Up until August 2010 we were a family of three (myself, my husband, and our daughter) however, my daughter moved away in late summer 2010 to attend college in Pennsylvania so we are now just a family of two who live on the north end of the Kitsap Peninsula in Washington state - situated very close to the shores of scenic Hood Canal. This area is classic maritime Pacific Northwest - winters are mild and rainy and summer days are rarely hot. We live surrounded by very tall trees in a dense mixed-species forest. Our biggest growing challenge is the lack of available sun due to the shading of trees and the often overcast climate of the area. The most troublesome garden pest we deal with is the reknowned pacific northwest slug. With adjustments in varieties grown and gardening methods used to accomodate the local climate, we can grow fresh food almost year round to augment the food we preserve from the summer garden.

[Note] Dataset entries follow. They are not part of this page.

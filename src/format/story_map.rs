// SPDX-FileCopyrightText: 2026 Bruno Meilick
// SPDX-License-Identifier: LicenseRef-Textmap-FreeUse-NoCopy-NoDerivatives
//
// All rights reserved.
//
// This file is part of Textmap and is proprietary software.
// Unauthorized copying, modification, or distribution is prohibited.

use super::lines::Lines;
use super::RenderError;
use crate::config::RenderConfig;
use crate::model::{DiagramKind, UserStoryMap};

/// Export a user story map.
///
/// Activities are unindented, tasks sit one level in, and each story is indented
/// `release + 1` levels. A non-empty label list is emitted first as `#labels: a,b,c`.
/// Input order is kept as-is. A story whose indent would exceed [`RenderConfig::max_depth`] is
/// rejected.
pub fn render_user_story_map(
    map: &UserStoryMap,
    config: &RenderConfig,
) -> Result<String, RenderError> {
    let mut out = String::new();

    if let Some(labels) = map.labels.as_deref().filter(|labels| !labels.is_empty()) {
        out.push_str("#labels: ");
        out.push_str(&labels.join(","));
        out.push('\n');
    }

    let mut lines = Lines::new();
    for activity in &map.activities {
        lines.push(0, &activity.name);
        for task in &activity.tasks {
            lines.push(1, &task.name);
            for story in &task.stories {
                let depth = usize::try_from(story.release).unwrap_or(usize::MAX).saturating_add(1);
                if depth > config.max_depth() {
                    return Err(RenderError::depth_exceeded(
                        DiagramKind::UserStoryMap,
                        config.max_depth(),
                    ));
                }
                lines.push(depth, &story.name);
            }
        }
    }

    out.push_str(&lines.finish());
    Ok(out)
}
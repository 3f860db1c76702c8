// SPDX-FileCopyrightText: 2026 Bruno Meilick
// SPDX-License-Identifier: LicenseRef-Textmap-FreeUse-NoCopy-NoDerivatives
//
// All rights reserved.
//
// This file is part of Textmap and is proprietary software.
// Unauthorized copying, modification, or distribution is prohibited.

//! Typed diagram models.
//!
//! Every diagram is one variant of the closed [`Diagram`] type. Values are produced by the editor's
//! parser (or deserialized from JSON) and consumed read-only by [`crate::format`].

pub mod canvas;
pub mod diagram;
#[cfg(test)]
pub(crate) mod fixtures;
pub mod gantt;
pub mod kanban;
pub mod sequence;
pub mod story_map;
pub mod table;
pub mod tree;

pub use canvas::{
    BusinessModelCanvas, CanvasItem, EmpathyMap, FourLs, Kpt, OpportunityCanvas, PersonaUrl,
    StartStopContinue, UserPersona,
};
pub use diagram::{diagram_schema, Diagram, DiagramKind, UnknownDiagramKind};
pub use gantt::{ChartItem, GanttChart, Schedule};
pub use kanban::{Card, Kanban, KanbanList};
pub use sequence::{
    AltBlock, Fragment, Message, MessageGroup, MessageKind, ParBlock, SequenceBlockKind,
    SequenceDiagram, SequenceItem,
};
pub use story_map::{Activity, Story, Task, UserStoryMap};
pub use table::{
    Column, ColumnAttribute, ColumnType, ColumnTypeName, ErDiagram, ErTable, Relation,
    RelationKind, Table,
};
pub use tree::{TreeDiagram, TreeNode};
// SPDX-FileCopyrightText: 2026 Bruno Meilick
// SPDX-License-Identifier: LicenseRef-Textmap-FreeUse-NoCopy-NoDerivatives
//
// All rights reserved.
//
// This file is part of Textmap and is proprietary software.
// Unauthorized copying, modification, or distribution is prohibited.

/// One level of nesting in every text format.
pub const INDENT: &str = "    ";

pub(crate) fn push_indent(out: &mut String, depth: usize) {
    for _ in 0..depth {
        out.push_str(INDENT);
    }
}

/// Builds `\n`-joined output one indented line at a time, without a trailing newline.
#[derive(Debug, Default)]
pub(crate) struct Lines {
    out: String,
    started: bool,
}

impl Lines {
    pub(crate) fn new() -> Self {
        Self::default()
    }

    pub(crate) fn push(&mut self, depth: usize, text: &str) {
        self.push_with(depth, |out| out.push_str(text));
    }

    pub(crate) fn push_with(&mut self, depth: usize, write: impl FnOnce(&mut String)) {
        self.separate();
        push_indent(&mut self.out, depth);
        write(&mut self.out);
    }

    /// An empty line with no indentation, matching an empty segment in a `\n` join.
    pub(crate) fn blank(&mut self) {
        self.separate();
    }

    pub(crate) fn finish(self) -> String {
        self.out
    }

    fn separate(&mut self) {
        if self.started {
            self.out.push('\n');
        }
        self.started = true;
    }
}
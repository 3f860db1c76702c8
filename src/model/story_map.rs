// SPDX-FileCopyrightText: 2026 Bruno Meilick
// SPDX-License-Identifier: LicenseRef-Textmap-FreeUse-NoCopy-NoDerivatives
//
// All rights reserved.
//
// This file is part of Textmap and is proprietary software.
// Unauthorized copying, modification, or distribution is prohibited.

use schemars::JsonSchema;
use serde::{Deserialize, Serialize};

/// User story map: activities, their tasks, and the stories under each task.
#[derive(Debug, Clone, PartialEq, Eq, Default, Serialize, Deserialize, JsonSchema)]
pub struct UserStoryMap {
    /// Release labels; emitted as a `#labels:` header line when non-empty.
    #[serde(default, skip_serializing_if = "Option::is_none")]
    pub labels: Option<Vec<String>>,
    #[serde(default)]
    pub activities: Vec<Activity>,
}

#[derive(Debug, Clone, PartialEq, Eq, Default, Serialize, Deserialize, JsonSchema)]
pub struct Activity {
    pub name: String,
    #[serde(default)]
    pub tasks: Vec<Task>,
}

impl Activity {
    pub fn new(name: impl Into<String>, tasks: Vec<Task>) -> Self {
        Self { name: name.into(), tasks }
    }
}

#[derive(Debug, Clone, PartialEq, Eq, Default, Serialize, Deserialize, JsonSchema)]
pub struct Task {
    pub name: String,
    #[serde(default)]
    pub stories: Vec<Story>,
}

impl Task {
    pub fn new(name: impl Into<String>, stories: Vec<Story>) -> Self {
        Self { name: name.into(), stories }
    }
}

#[derive(Debug, Clone, PartialEq, Eq, Default, Serialize, Deserialize, JsonSchema)]
pub struct Story {
    pub name: String,
    /// Release index; the story is indented `release + 1` levels.
    #[serde(default)]
    pub release: u32,
}

impl Story {
    pub fn new(name: impl Into<String>, release: u32) -> Self {
        Self { name: name.into(), release }
    }
}
// SPDX-FileCopyrightText: 2026 Bruno Meilick
// SPDX-License-Identifier: LicenseRef-Textmap-FreeUse-NoCopy-NoDerivatives
//
// All rights reserved.
//
// This file is part of Textmap and is proprietary software.
// Unauthorized copying, modification, or distribution is prohibited.

//! Diagram-to-text export.
//!
//! Every diagram kind has a canonical, indentation-significant text form (four spaces per level).
//! [`render`] picks the exporter for a [`Diagram`]; [`type_name`] reports the tag consumers use to
//! choose a tokenizer. Output is deterministic: the same value always exports to the same bytes.

pub mod canvas;
pub mod gantt;
pub mod kanban;
mod lines;
pub mod sequence;
pub mod story_map;
pub mod table;
pub mod tree;

use log::{debug, trace, warn};
use rayon::prelude::*;
use thiserror::Error;

use crate::config::RenderConfig;
use crate::model::{Diagram, DiagramKind};

pub use canvas::{render_canvas, render_canvas_item, render_empathy_map, render_user_persona};
pub use gantt::render_gantt_chart;
pub use kanban::render_kanban;
pub use lines::INDENT;
pub use sequence::render_sequence_diagram;
pub use story_map::render_user_story_map;
pub use table::{render_er, render_table};
pub use tree::render_tree;

#[derive(Debug, Clone, Copy, PartialEq, Eq, Error)]
pub enum RenderError {
    #[error("{kind} nesting exceeds the maximum supported depth of {max_depth}")]
    DepthExceeded { kind: DiagramKind, max_depth: usize },
}

impl RenderError {
    pub(crate) fn depth_exceeded(kind: DiagramKind, max_depth: usize) -> Self {
        warn!(
            kind = kind.as_str(),
            max_depth = max_depth;
            "Diagram nesting exceeds configured maximum"
        );
        Self::DepthExceeded { kind, max_depth }
    }
}

/// The canonical type name of a diagram, e.g. `"Kpt"` or `"4Ls"`.
pub fn type_name(diagram: &Diagram) -> &'static str {
    diagram.kind().as_str()
}

/// Export a diagram with the default [`RenderConfig`].
pub fn render(diagram: &Diagram) -> Result<String, RenderError> {
    render_with(diagram, &RenderConfig::default())
}

/// Export a diagram to its text form.
///
/// Only trees, sequence diagrams and story maps can fail, when nested deeper than the configured
/// maximum.
pub fn render_with(diagram: &Diagram, config: &RenderConfig) -> Result<String, RenderError> {
    let kind = diagram.kind();
    trace!(kind = kind.as_str(); "Rendering diagram");

    let text = match diagram {
        Diagram::UserStoryMap(map) => render_user_story_map(map, config)?,
        Diagram::BusinessModelCanvas(canvas) => render_canvas(canvas.items()),
        Diagram::OpportunityCanvas(canvas) => render_canvas(canvas.items()),
        Diagram::FourLs(canvas) => render_canvas(canvas.items()),
        Diagram::StartStopContinue(canvas) => render_canvas(canvas.items()),
        Diagram::Kpt(canvas) => render_canvas(canvas.items()),
        Diagram::UserPersona(persona) => render_user_persona(persona),
        Diagram::MindMap(tree) | Diagram::SiteMap(tree) | Diagram::ImpactMap(tree) => {
            render_tree(&tree.node, kind, config)?
        }
        Diagram::EmpathyMap(map) => render_empathy_map(map),
        Diagram::Table(table) => render_table(table),
        Diagram::GanttChart(chart) => render_gantt_chart(chart),
        Diagram::Er(er) => render_er(er),
        Diagram::Kanban(kanban) => render_kanban(kanban),
        Diagram::SequenceDiagram(sequence) => render_sequence_diagram(sequence, config)?,
    };

    Ok(text)
}

/// Export many diagrams in parallel. Results are returned in input order.
pub fn render_all(diagrams: &[Diagram], config: &RenderConfig) -> Vec<Result<String, RenderError>> {
    debug!(count = diagrams.len(); "Rendering diagram batch");
    diagrams.par_iter().map(|diagram| render_with(diagram, config)).collect()
}
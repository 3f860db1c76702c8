// SPDX-FileCopyrightText: 2026 Bruno Meilick
// SPDX-License-Identifier: LicenseRef-Textmap-FreeUse-NoCopy-NoDerivatives
//
// All rights reserved.
//
// This file is part of Textmap and is proprietary software.
// Unauthorized copying, modification, or distribution is prohibited.

#![allow(dead_code)]

// Shared deterministic benchmark fixtures (no RNG).

use textmap::model::{
    Activity, AltBlock, Diagram, Fragment, Message, MessageKind, SequenceDiagram, SequenceItem,
    Story, Task, TreeDiagram, TreeNode, UserStoryMap,
};

#[derive(Debug, Clone, Copy)]
pub enum Case {
    Small,
    Wide,
    Deep,
}

impl Case {
    pub fn id(self) -> &'static str {
        match self {
            Self::Small => "small",
            Self::Wide => "wide",
            Self::Deep => "deep",
        }
    }
}

pub mod tree {
    use super::{Case, Diagram, TreeDiagram, TreeNode};

    fn build(label: &str, fanout: usize, depth: usize) -> TreeNode {
        let node = TreeNode::new(label);
        if depth == 0 {
            return node;
        }
        node.with_children(
            (0..fanout).map(|idx| build(&format!("{label}.{idx}"), fanout, depth - 1)),
        )
    }

    pub fn fixture(case: Case) -> Diagram {
        let root = match case {
            Case::Small => build("root", 3, 2),
            Case::Wide => build("root", 12, 3),
            Case::Deep => build("root", 2, 12),
        };
        Diagram::MindMap(TreeDiagram::new(root))
    }
}

pub mod story_map {
    use super::{Activity, Case, Diagram, Story, Task, UserStoryMap};

    pub fn fixture(case: Case) -> Diagram {
        let (activities, tasks, stories) = match case {
            Case::Small => (3, 3, 3),
            Case::Wide => (40, 10, 8),
            Case::Deep => (4, 4, 64),
        };

        let activities = (0..activities)
            .map(|a| {
                let tasks = (0..tasks)
                    .map(|t| {
                        let stories = (0..stories)
                            .map(|s| Story::new(format!("story {a}.{t}.{s}"), (s % 6) as u32))
                            .collect();
                        Task::new(format!("task {a}.{t}"), stories)
                    })
                    .collect();
                Activity::new(format!("activity {a}"), tasks)
            })
            .collect();

        Diagram::UserStoryMap(UserStoryMap {
            labels: Some((1..=6).map(|r| format!("R{r}")).collect()),
            activities,
        })
    }
}

pub mod seq {
    use super::{
        AltBlock, Case, Diagram, Fragment, Message, MessageKind, SequenceDiagram, SequenceItem,
    };

    fn exchange(idx: usize) -> SequenceItem {
        SequenceItem::messages(vec![
            Message::new(MessageKind::Sync, "Client", "Server", format!("request {idx}")),
            Message::new(MessageKind::Reply, "Server", "Client", format!("response {idx}")),
        ])
    }

    fn nested(depth: usize, idx: usize) -> SequenceItem {
        let mut item = exchange(idx);
        for level in 0..depth {
            item = match level % 3 {
                0 => SequenceItem::Loop(Fragment::new(format!("loop {level}"), vec![item])),
                1 => SequenceItem::Opt(Fragment::new(format!("opt {level}"), vec![item])),
                _ => SequenceItem::Alt(AltBlock {
                    if_message: Fragment::new("ok", vec![item]),
                    else_message: Fragment::new("error", vec![exchange(idx)]),
                }),
            };
        }
        item
    }

    pub fn fixture(case: Case) -> Diagram {
        let (items, depth) = match case {
            Case::Small => (4, 1),
            Case::Wide => (200, 2),
            Case::Deep => (8, 40),
        };
        Diagram::SequenceDiagram(SequenceDiagram {
            participants: vec!["Client".to_owned(), "Server".to_owned()],
            items: (0..items).map(|idx| nested(depth, idx)).collect(),
        })
    }
}

pub fn batch(count: usize) -> Vec<Diagram> {
    (0..count)
        .map(|idx| match idx % 3 {
            0 => tree::fixture(Case::Small),
            1 => story_map::fixture(Case::Small),
            _ => seq::fixture(Case::Small),
        })
        .collect()
}
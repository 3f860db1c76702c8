// SPDX-FileCopyrightText: 2026 Bruno Meilick
// SPDX-License-Identifier: LicenseRef-Textmap-FreeUse-NoCopy-NoDerivatives
//
// All rights reserved.
//
// This file is part of Textmap and is proprietary software.
// Unauthorized copying, modification, or distribution is prohibited.

//! Textmap: canonical text serialization for editor diagrams.
//!
//! Story maps, canvases, mind maps, tables, ER schemas, kanban boards, sequence diagrams and Gantt
//! charts are modelled as variants of [`model::Diagram`] and exported by [`format::render`] to
//! the indentation-based text the editor displays, shares and re-parses.

pub mod config;
pub mod format;
pub mod model;

pub use config::RenderConfig;
pub use format::{render, render_all, render_with, type_name, RenderError};
pub use model::{Diagram, DiagramKind};
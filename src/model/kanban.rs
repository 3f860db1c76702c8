// SPDX-FileCopyrightText: 2026 Bruno Meilick
// SPDX-License-Identifier: LicenseRef-Textmap-FreeUse-NoCopy-NoDerivatives
//
// All rights reserved.
//
// This file is part of Textmap and is proprietary software.
// Unauthorized copying, modification, or distribution is prohibited.

use schemars::JsonSchema;
use serde::{Deserialize, Serialize};

#[derive(Debug, Clone, PartialEq, Eq, Default, Serialize, Deserialize, JsonSchema)]
pub struct Kanban {
    #[serde(default)]
    pub lists: Vec<KanbanList>,
}

#[derive(Debug, Clone, PartialEq, Eq, Default, Serialize, Deserialize, JsonSchema)]
pub struct KanbanList {
    pub name: String,
    #[serde(default)]
    pub cards: Vec<Card>,
}

impl KanbanList {
    pub fn new<I, S>(name: impl Into<String>, cards: I) -> Self
    where
        I: IntoIterator<Item = S>,
        S: Into<String>,
    {
        Self { name: name.into(), cards: cards.into_iter().map(Card::new).collect() }
    }
}

#[derive(Debug, Clone, PartialEq, Eq, Default, Serialize, Deserialize, JsonSchema)]
pub struct Card {
    pub text: String,
}

impl Card {
    pub fn new(text: impl Into<String>) -> Self {
        Self { text: text.into() }
    }
}
// SPDX-FileCopyrightText: 2026 Bruno Meilick
// SPDX-License-Identifier: LicenseRef-Textmap-FreeUse-NoCopy-NoDerivatives
//
// All rights reserved.
//
// This file is part of Textmap and is proprietary software.
// Unauthorized copying, modification, or distribution is prohibited.

use std::fmt;
use std::str::FromStr;

use schemars::JsonSchema;
use serde::{Deserialize, Serialize};
use thiserror::Error;

use super::canvas::{
    BusinessModelCanvas, EmpathyMap, FourLs, Kpt, OpportunityCanvas, StartStopContinue,
    UserPersona,
};
use super::gantt::GanttChart;
use super::kanban::Kanban;
use super::sequence::SequenceDiagram;
use super::story_map::UserStoryMap;
use super::table::{ErDiagram, Table};
use super::tree::TreeDiagram;

/// The type of diagram, as named by the `name` tag of a [`Diagram`].
#[derive(Debug, Clone, Copy, PartialEq, Eq, Hash, PartialOrd, Ord)]
pub enum DiagramKind {
    UserStoryMap,
    BusinessModelCanvas,
    OpportunityCanvas,
    FourLs,
    StartStopContinue,
    Kpt,
    UserPersona,
    MindMap,
    EmpathyMap,
    Table,
    SiteMap,
    ImpactMap,
    GanttChart,
    Er,
    Kanban,
    SequenceDiagram,
}

impl DiagramKind {
    pub const ALL: [DiagramKind; 16] = [
        Self::UserStoryMap,
        Self::BusinessModelCanvas,
        Self::OpportunityCanvas,
        Self::FourLs,
        Self::StartStopContinue,
        Self::Kpt,
        Self::UserPersona,
        Self::MindMap,
        Self::EmpathyMap,
        Self::Table,
        Self::SiteMap,
        Self::ImpactMap,
        Self::GanttChart,
        Self::Er,
        Self::Kanban,
        Self::SequenceDiagram,
    ];

    /// The canonical type name consumers use to pick a tokenizer or renderer.
    pub fn as_str(self) -> &'static str {
        match self {
            Self::UserStoryMap => "UserStoryMap",
            Self::BusinessModelCanvas => "BusinessModelCanvas",
            Self::OpportunityCanvas => "OpportunityCanvas",
            Self::FourLs => "4Ls",
            Self::StartStopContinue => "StartStopContinue",
            Self::Kpt => "Kpt",
            Self::UserPersona => "UserPersona",
            Self::MindMap => "MindMap",
            Self::EmpathyMap => "EmpathyMap",
            Self::Table => "Table",
            Self::SiteMap => "SiteMap",
            Self::ImpactMap => "ImpactMap",
            Self::GanttChart => "GanttChart",
            Self::Er => "ER",
            Self::Kanban => "Kanban",
            Self::SequenceDiagram => "SequenceDiagram",
        }
    }
}

impl fmt::Display for DiagramKind {
    fn fmt(&self, f: &mut fmt::Formatter<'_>) -> fmt::Result {
        f.write_str(self.as_str())
    }
}

#[derive(Debug, Clone, PartialEq, Eq, Error)]
#[error("unknown diagram type name: {name:?}")]
pub struct UnknownDiagramKind {
    name: String,
}

impl UnknownDiagramKind {
    pub fn name(&self) -> &str {
        &self.name
    }
}

impl FromStr for DiagramKind {
    type Err = UnknownDiagramKind;

    fn from_str(s: &str) -> Result<Self, Self::Err> {
        Self::ALL
            .into_iter()
            .find(|kind| kind.as_str() == s)
            .ok_or_else(|| UnknownDiagramKind { name: s.to_owned() })
    }
}

/// A single typed diagram, tagged by `name` on the wire.
#[derive(Debug, Clone, PartialEq, Eq, Serialize, Deserialize, JsonSchema)]
#[serde(tag = "name")]
pub enum Diagram {
    UserStoryMap(UserStoryMap),
    BusinessModelCanvas(BusinessModelCanvas),
    OpportunityCanvas(OpportunityCanvas),
    #[serde(rename = "4Ls")]
    FourLs(FourLs),
    StartStopContinue(StartStopContinue),
    Kpt(Kpt),
    UserPersona(UserPersona),
    MindMap(TreeDiagram),
    EmpathyMap(EmpathyMap),
    Table(Table),
    SiteMap(TreeDiagram),
    ImpactMap(TreeDiagram),
    GanttChart(GanttChart),
    #[serde(rename = "ER")]
    Er(ErDiagram),
    Kanban(Kanban),
    SequenceDiagram(SequenceDiagram),
}

impl Diagram {
    pub fn kind(&self) -> DiagramKind {
        match self {
            Self::UserStoryMap(_) => DiagramKind::UserStoryMap,
            Self::BusinessModelCanvas(_) => DiagramKind::BusinessModelCanvas,
            Self::OpportunityCanvas(_) => DiagramKind::OpportunityCanvas,
            Self::FourLs(_) => DiagramKind::FourLs,
            Self::StartStopContinue(_) => DiagramKind::StartStopContinue,
            Self::Kpt(_) => DiagramKind::Kpt,
            Self::UserPersona(_) => DiagramKind::UserPersona,
            Self::MindMap(_) => DiagramKind::MindMap,
            Self::EmpathyMap(_) => DiagramKind::EmpathyMap,
            Self::Table(_) => DiagramKind::Table,
            Self::SiteMap(_) => DiagramKind::SiteMap,
            Self::ImpactMap(_) => DiagramKind::ImpactMap,
            Self::GanttChart(_) => DiagramKind::GanttChart,
            Self::Er(_) => DiagramKind::Er,
            Self::Kanban(_) => DiagramKind::Kanban,
            Self::SequenceDiagram(_) => DiagramKind::SequenceDiagram,
        }
    }

    /// Parses a diagram from its JSON form (as handed over by the editor or embedding library).
    pub fn from_json(json: &str) -> Result<Self, serde_json::Error> {
        serde_json::from_str(json)
    }
}

/// JSON Schema describing the wire form of [`Diagram`].
pub fn diagram_schema() -> Result<serde_json::Value, serde_json::Error> {
    serde_json::to_value(schemars::schema_for!(Diagram))
}

#[cfg(test)]
mod tests {
    use std::str::FromStr;

    use rstest::rstest;

    use super::{diagram_schema, Diagram, DiagramKind};
    use crate::model::fixtures;

    #[rstest]
    #[case(DiagramKind::FourLs, "4Ls")]
    #[case(DiagramKind::Er, "ER")]
    #[case(DiagramKind::Kpt, "Kpt")]
    #[case(DiagramKind::SequenceDiagram, "SequenceDiagram")]
    fn kind_names_match_wire_tags(#[case] kind: DiagramKind, #[case] name: &str) {
        assert_eq!(kind.as_str(), name);
        assert_eq!(kind.to_string(), name);
        assert_eq!(DiagramKind::from_str(name), Ok(kind));
    }

    #[test]
    fn every_kind_round_trips_through_its_name() {
        for kind in DiagramKind::ALL {
            assert_eq!(kind.as_str().parse::<DiagramKind>(), Ok(kind));
        }
    }

    #[test]
    fn unknown_kind_name_is_rejected() {
        let err = "Freeform".parse::<DiagramKind>().expect_err("unknown kind");
        assert_eq!(err.name(), "Freeform");
        assert_eq!(err.to_string(), "unknown diagram type name: \"Freeform\"");
    }

    #[test]
    fn diagram_kind_follows_variant() {
        assert_eq!(Diagram::Kpt(fixtures::kpt()).kind(), DiagramKind::Kpt);
        assert_eq!(Diagram::MindMap(fixtures::tree()).kind(), DiagramKind::MindMap);
        assert_eq!(Diagram::SiteMap(fixtures::tree()).kind(), DiagramKind::SiteMap);
    }

    #[test]
    fn from_json_dispatches_on_name_tag() {
        let diagram = Diagram::from_json(
            r#"{"name":"4Ls","liked":{"title":"l"},"learned":{"title":"le"},"lacked":{"title":"la"},"longedFor":{"title":"lo"}}"#,
        )
        .expect("4Ls diagram");
        assert_eq!(diagram.kind(), DiagramKind::FourLs);

        let err = Diagram::from_json(r#"{"name":"Freeform"}"#).expect_err("unknown tag");
        assert!(err.to_string().contains("Freeform"), "unexpected error: {err}");
    }

    #[test]
    fn json_round_trip_preserves_the_diagram() {
        let diagram = Diagram::SequenceDiagram(fixtures::sequence_with_nested_blocks());
        let json = serde_json::to_string(&diagram).expect("serialize");
        assert_eq!(Diagram::from_json(&json).expect("deserialize"), diagram);
    }

    #[test]
    fn schema_lists_every_wire_tag() {
        let schema = diagram_schema().expect("schema").to_string();
        for kind in DiagramKind::ALL {
            assert!(
                schema.contains(&format!("\"{}\"", kind.as_str())),
                "schema is missing {kind}"
            );
        }
    }
}
// SPDX-FileCopyrightText: 2026 Bruno Meilick
// SPDX-License-Identifier: LicenseRef-Textmap-FreeUse-NoCopy-NoDerivatives
//
// All rights reserved.
//
// This file is part of Textmap and is proprietary software.
// Unauthorized copying, modification, or distribution is prohibited.

//! Render configuration.
//!
//! Configuration files are TOML with a single `[render]` table:
//!
//! ```toml
//! [render]
//! max_depth = 128
//! ```

use std::fs;
use std::io;
use std::path::{Path, PathBuf};

use log::debug;
use serde::Deserialize;
use thiserror::Error;

/// Default nesting limit for trees and sequence blocks.
pub const DEFAULT_MAX_DEPTH: usize = 64;

/// Largest accepted `max_depth`; recursion past this risks exhausting the stack.
pub const MAX_DEPTH_LIMIT: usize = 1024;

#[derive(Debug, Error)]
pub enum ConfigError {
    #[error("failed to read configuration {}: {source}", path.display())]
    Io {
        path: PathBuf,
        #[source]
        source: io::Error,
    },

    #[error("failed to parse TOML configuration: {0}")]
    Parse(#[from] toml::de::Error),

    #[error("max_depth must be between 1 and {limit}, got {0}", limit = MAX_DEPTH_LIMIT)]
    InvalidMaxDepth(usize),
}

/// Limits applied while rendering a diagram.
#[derive(Debug, Clone, Copy, PartialEq, Eq, Deserialize)]
#[serde(default, deny_unknown_fields)]
pub struct RenderConfig {
    /// Deepest tree node (root = 0) or block nesting level (top level = 0) that renders.
    max_depth: usize,
}

impl Default for RenderConfig {
    fn default() -> Self {
        Self { max_depth: DEFAULT_MAX_DEPTH }
    }
}

impl RenderConfig {
    pub fn new(max_depth: usize) -> Result<Self, ConfigError> {
        Self { max_depth }.validated()
    }

    pub fn max_depth(&self) -> usize {
        self.max_depth
    }

    fn validated(self) -> Result<Self, ConfigError> {
        if self.max_depth == 0 || self.max_depth > MAX_DEPTH_LIMIT {
            return Err(ConfigError::InvalidMaxDepth(self.max_depth));
        }
        Ok(self)
    }
}

#[derive(Debug, Default, Deserialize)]
#[serde(deny_unknown_fields)]
struct ConfigFile {
    #[serde(default)]
    render: RenderConfig,
}

/// Parses configuration from TOML source.
pub fn parse_config(source: &str) -> Result<RenderConfig, ConfigError> {
    let file: ConfigFile = toml::from_str(source)?;
    file.render.validated()
}

/// Loads configuration from a TOML file.
pub fn load_config(path: impl AsRef<Path>) -> Result<RenderConfig, ConfigError> {
    let path = path.as_ref();
    debug!(path = path.display().to_string(); "Loading render configuration");

    let source = fs::read_to_string(path)
        .map_err(|source| ConfigError::Io { path: path.to_path_buf(), source })?;
    parse_config(&source)
}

We have not always lived and gardened in this area. Previously our homestead was located in the dry/hot semi-arid region of central Washington state. The growing environment there was almost exactly opposite of the conditions in our current location. We relocated to Kitsap County in 2005 after living and gardening in central Washington for more than 18 years.
My name is Laura and I am the primary gardener and family cook. I am also the chief financial officer for a large public entity in the region and spend long days away from our property as a result. The garden is an integral part of our lives and has been so for virtually all of my adult life - but it has to fit into a life that is demanding professionally as well. I produce virtually all of my family's vegetable needs from our garden and a portion of our fruit needs. I do not grow grains or very many dried legumes - as we have too limited of space with adequate sun on our current homestead and opt instead to buy these from regional growers. In 2010 we added a chicken coop and a small flock of hens to our homestead and are now self sufficient on egg production as well. For those items we cannot produce ourselves such as dairy, meat, most fruits, dried beans, and grains, we try to source these items from a 250 mile radius from our homestead.
Some Info About Our Garden
Click On The Photo Above To Go To
Click On The Calendar Image Above To Go To "The Garden Calendar" - Where Notes Are Kept On Significant Garden Activities and Planting Information
Click On The Photo Above To Go To Info Pages On Raising "Potatoes In Raised Boxed Beds"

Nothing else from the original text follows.